On our data science journey, we have solved classification and regression problems. What’s next? There is one popular machine learning territory we have not set feet on yet — the image recognition. But now the wait is over, in this post we are going to teach our machine to recognize images by using Convolutional Neural Network (CNN).

Before we go further to our topic on Convolutional Neural Network, let’s talk about another related term we will see often: Deep Learning.
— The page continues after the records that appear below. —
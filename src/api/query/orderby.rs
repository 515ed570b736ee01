//! PostgREST ordering
//!
//! Provides type-safe ordering construction for table queries

use serde_json::Value;
use std::cmp::Ordering;

#[derive(Debug, Clone, PartialEq, Eq)]
pub enum OrderBy {
    Asc(String),
    Desc(String),
}

impl OrderBy {
    pub fn asc(field: impl Into<String>) -> Self {
        Self::Asc(field.into())
    }

    pub fn desc(field: impl Into<String>) -> Self {
        Self::Desc(field.into())
    }

    pub fn field(&self) -> &str {
        match self {
            OrderBy::Asc(field) | OrderBy::Desc(field) => field,
        }
    }

    /// Convert to a PostgREST `order` term
    pub fn to_postgrest_string(&self) -> String {
        match self {
            OrderBy::Asc(field) => format!("{}.asc", field),
            OrderBy::Desc(field) => format!("{}.desc", field),
        }
    }

    /// Compare two rows on this clause's field
    pub fn compare(&self, a: &Value, b: &Value) -> Ordering {
        let ordering = compare_values(
            a.get(self.field()).unwrap_or(&Value::Null),
            b.get(self.field()).unwrap_or(&Value::Null),
        );
        match self {
            OrderBy::Asc(_) => ordering,
            OrderBy::Desc(_) => ordering.reverse(),
        }
    }
}

/// Nulls sort last, numbers numerically, everything else by text
fn compare_values(a: &Value, b: &Value) -> Ordering {
    match (a, b) {
        (Value::Null, Value::Null) => Ordering::Equal,
        (Value::Null, _) => Ordering::Greater,
        (_, Value::Null) => Ordering::Less,
        (Value::Number(x), Value::Number(y)) => x
            .as_f64()
            .partial_cmp(&y.as_f64())
            .unwrap_or(Ordering::Equal),
        (Value::String(x), Value::String(y)) => x.cmp(y),
        _ => a.to_string().cmp(&b.to_string()),
    }
}

/// Helper to combine multiple OrderBy clauses
#[derive(Debug, Clone, Default, PartialEq, Eq)]
pub struct OrderByClause {
    clauses: Vec<OrderBy>,
}

impl OrderByClause {
    pub fn new() -> Self {
        Self::default()
    }

    pub fn add(mut self, order: OrderBy) -> Self {
        self.clauses.push(order);
        self
    }

    pub fn is_empty(&self) -> bool {
        self.clauses.is_empty()
    }

    pub fn to_postgrest_string(&self) -> Option<String> {
        if self.clauses.is_empty() {
            None
        } else {
            let terms: Vec<String> = self.clauses.iter().map(OrderBy::to_postgrest_string).collect();
            Some(terms.join(","))
        }
    }

    /// Compare two rows clause by clause
    pub fn compare(&self, a: &Value, b: &Value) -> Ordering {
        self.clauses
            .iter()
            .map(|clause| clause.compare(a, b))
            .find(|ordering| *ordering != Ordering::Equal)
            .unwrap_or(Ordering::Equal)
    }
}

#[cfg(test)]
mod tests {
    use super::*;
    use serde_json::json;

    #[test]
    fn test_order_string() {
        let clause = OrderByClause::new()
            .add(OrderBy::asc("created_at"))
            .add(OrderBy::desc("nome_area"));
        assert_eq!(clause.to_postgrest_string().as_deref(), Some("created_at.asc,nome_area.desc"));
        assert_eq!(OrderByClause::new().to_postgrest_string(), None);
    }

    #[test]
    fn test_row_comparison() {
        let mut rows = vec![
            json!({"nome_area": "RH", "n": 2}),
            json!({"nome_area": "Financeiro", "n": 10}),
            json!({"nome_area": null, "n": 1}),
        ];

        let by_name = OrderByClause::new().add(OrderBy::asc("nome_area"));
        rows.sort_by(|a, b| by_name.compare(a, b));
        assert_eq!(rows[0]["nome_area"], "Financeiro");
        assert!(rows[2]["nome_area"].is_null());

        let by_n_desc = OrderByClause::new().add(OrderBy::desc("n"));
        rows.sort_by(|a, b| by_n_desc.compare(a, b));
        assert_eq!(rows[0]["n"], 10);
    }
}
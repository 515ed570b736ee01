use ratatui::{
    Frame,
    layout::{Constraint, Direction, Layout, Rect},
    style::{Modifier, Style},
    widgets::{Block, Borders},
};

use crate::tui::element::FocusId;
use crate::tui::renderer::{FocusRegistry, InteractionRegistry, Renderer};
use crate::tui::{Element, LayoutConstraint, Theme};

pub fn to_constraints<Msg>(items: &[(LayoutConstraint, Element<Msg>)]) -> Vec<Constraint> {
    items
        .iter()
        .map(|(constraint, _)| match constraint {
            LayoutConstraint::Length(n) => Constraint::Length(*n),
            LayoutConstraint::Min(n) => Constraint::Min(*n),
            LayoutConstraint::Fill(weight) => Constraint::Fill(*weight),
        })
        .collect()
}

#[allow(clippy::too_many_arguments)]
fn render_linear<Msg: Clone + Send + 'static>(
    frame: &mut Frame,
    theme: &Theme,
    registry: &mut InteractionRegistry<Msg>,
    focus_registry: &mut FocusRegistry<Msg>,
    focused_id: Option<&FocusId>,
    items: &[(LayoutConstraint, Element<Msg>)],
    spacing: u16,
    direction: Direction,
    area: Rect,
    inside_panel: bool,
) {
    if items.is_empty() {
        return;
    }

    let chunks = Layout::default()
        .direction(direction)
        .constraints(to_constraints(items))
        .spacing(spacing)
        .split(area);

    for ((_, child), chunk) in items.iter().zip(chunks.iter()) {
        Renderer::render_element(frame, theme, registry, focus_registry, focused_id, child, *chunk, inside_panel);
    }
}

#[allow(clippy::too_many_arguments)]
pub fn render_column<Msg: Clone + Send + 'static>(
    frame: &mut Frame,
    theme: &Theme,
    registry: &mut InteractionRegistry<Msg>,
    focus_registry: &mut FocusRegistry<Msg>,
    focused_id: Option<&FocusId>,
    items: &[(LayoutConstraint, Element<Msg>)],
    spacing: u16,
    area: Rect,
    inside_panel: bool,
) {
    render_linear(frame, theme, registry, focus_registry, focused_id, items, spacing, Direction::Vertical, area, inside_panel);
}

#[allow(clippy::too_many_arguments)]
pub fn render_row<Msg: Clone + Send + 'static>(
    frame: &mut Frame,
    theme: &Theme,
    registry: &mut InteractionRegistry<Msg>,
    focus_registry: &mut FocusRegistry<Msg>,
    focused_id: Option<&FocusId>,
    items: &[(LayoutConstraint, Element<Msg>)],
    spacing: u16,
    area: Rect,
    inside_panel: bool,
) {
    render_linear(frame, theme, registry, focus_registry, focused_id, items, spacing, Direction::Horizontal, area, inside_panel);
}

#[allow(clippy::too_many_arguments)]
pub fn render_container<Msg: Clone + Send + 'static>(
    frame: &mut Frame,
    theme: &Theme,
    registry: &mut InteractionRegistry<Msg>,
    focus_registry: &mut FocusRegistry<Msg>,
    focused_id: Option<&FocusId>,
    child: &Element<Msg>,
    padding: u16,
    area: Rect,
    inside_panel: bool,
) {
    let inner = Rect {
        x: area.x.saturating_add(padding),
        y: area.y.saturating_add(padding),
        width: area.width.saturating_sub(padding * 2),
        height: area.height.saturating_sub(padding * 2),
    };
    Renderer::render_element(frame, theme, registry, focus_registry, focused_id, child, inner, inside_panel);
}

/// Bordered box; the border takes the focus color while a widget inside is focused
#[allow(clippy::too_many_arguments)]
pub fn render_panel<Msg: Clone + Send + 'static>(
    frame: &mut Frame,
    theme: &Theme,
    registry: &mut InteractionRegistry<Msg>,
    focus_registry: &mut FocusRegistry<Msg>,
    focused_id: Option<&FocusId>,
    child: &Element<Msg>,
    title: &Option<String>,
    area: Rect,
) {
    let has_focus = focused_id.is_some_and(|id| child.contains_focusable(id));
    let border_style = if has_focus {
        Style::default().fg(theme.accent_primary)
    } else {
        Style::default().fg(theme.border_primary)
    };

    let mut block = Block::default().borders(Borders::ALL).border_style(border_style);
    if let Some(title) = title {
        block = block.title(format!(" {} ", title)).title_style(
            Style::default()
                .fg(theme.accent_tertiary)
                .add_modifier(Modifier::BOLD),
        );
    }

    let inner = block.inner(area);
    frame.render_widget(block, area);
    Renderer::render_element(frame, theme, registry, focus_registry, focused_id, child, inner, true);
}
Deep Learning is a subfield of machine learning which its model consists of multiple layers. The concept of a deep learning model is to use outputs from the previous layer as inputs for the successive layer. The model starts learning from the first layer and use its outputs to learn through the next layer. Eventually, the model goes “deep” by learning layer after layer in order to produce the final outcome.

Convolutional Neural Network is a type of Deep Learning architecture. We will use the abbreviation CNN in the post. Please don’t mix up this CNN to a news channel with the same abbreviation. :]]
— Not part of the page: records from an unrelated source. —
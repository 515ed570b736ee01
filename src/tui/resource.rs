/// State of a remote fetch owned by a page.
///
/// Replaces a `loading: bool` plus `data: Option<T>` pair; a failed fetch
/// keeps the backend message so the page can show it in place of the data.
#[derive(Clone, Debug, PartialEq, Eq)]
pub enum Resource<T, E = String> {
    /// No request has been made yet
    NotAsked,

    Loading,

    Success(T),

    Failure(E),
}

impl<T, E> Resource<T, E> {
    pub fn from_result(result: Result<T, E>) -> Self {
        match result {
            Ok(data) => Resource::Success(data),
            Err(e) => Resource::Failure(e),
        }
    }

    pub fn is_loading(&self) -> bool {
        matches!(self, Resource::Loading)
    }

    pub fn is_success(&self) -> bool {
        matches!(self, Resource::Success(_))
    }

    pub fn is_failure(&self) -> bool {
        matches!(self, Resource::Failure(_))
    }

    /// Reference to the data if the fetch succeeded
    pub fn to_option(&self) -> Option<&T> {
        match self {
            Resource::Success(data) => Some(data),
            _ => None,
        }
    }
}

impl<T, E> Default for Resource<T, E> {
    fn default() -> Self {
        Resource::NotAsked
    }
}

impl<T, E> From<Result<T, E>> for Resource<T, E> {
    fn from(result: Result<T, E>) -> Self {
        Resource::from_result(result)
    }
}

#[cfg(test)]
mod tests {
    use super::*;

    #[test]
    fn test_from_result() {
        let ok: Resource<u32> = Ok(3).into();
        assert_eq!(ok.to_option(), Some(&3));

        let failed: Resource<u32> = Err("boom".to_string()).into();
        assert!(failed.is_failure());
        assert_eq!(failed.to_option(), None);
        assert!(Resource::<u32>::default() == Resource::NotAsked);
    }
}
### What is a Convolutional Neural Network?

We will describe a CNN in short here. For in depth CNN explanation, please visit “A Beginner’s Guide To Understanding Convolutional Neural Networks”. This is the best CNN guide I have ever found on the Internet and it is good for readers with no data science background.

Since a CNN is a type of Deep Learning model, it is also constructed with layers. A CNN starts with a convolutional layer as input layer and ends with a classification layer as output layer. There are multiple hidden layers in between the input and output layers, such as convolutional layers, pooling layers and fully connected layers. So a typical CNN model should look like:

Conv (Input) -> Pool -> Conv -> Pool -> FC -> FC (Output) Conv: convolutional layer Pool: pooling layer FC: fully connected layer

(image source: http://yann.lecun.com/exdb/publis/pdf/lecun-98.pdf)

Feel dizzy for seeing different layers? Don’t worry, we can have short explanations on each layer here. For in-depth details, please refer to the CNN guide I mentioned previously.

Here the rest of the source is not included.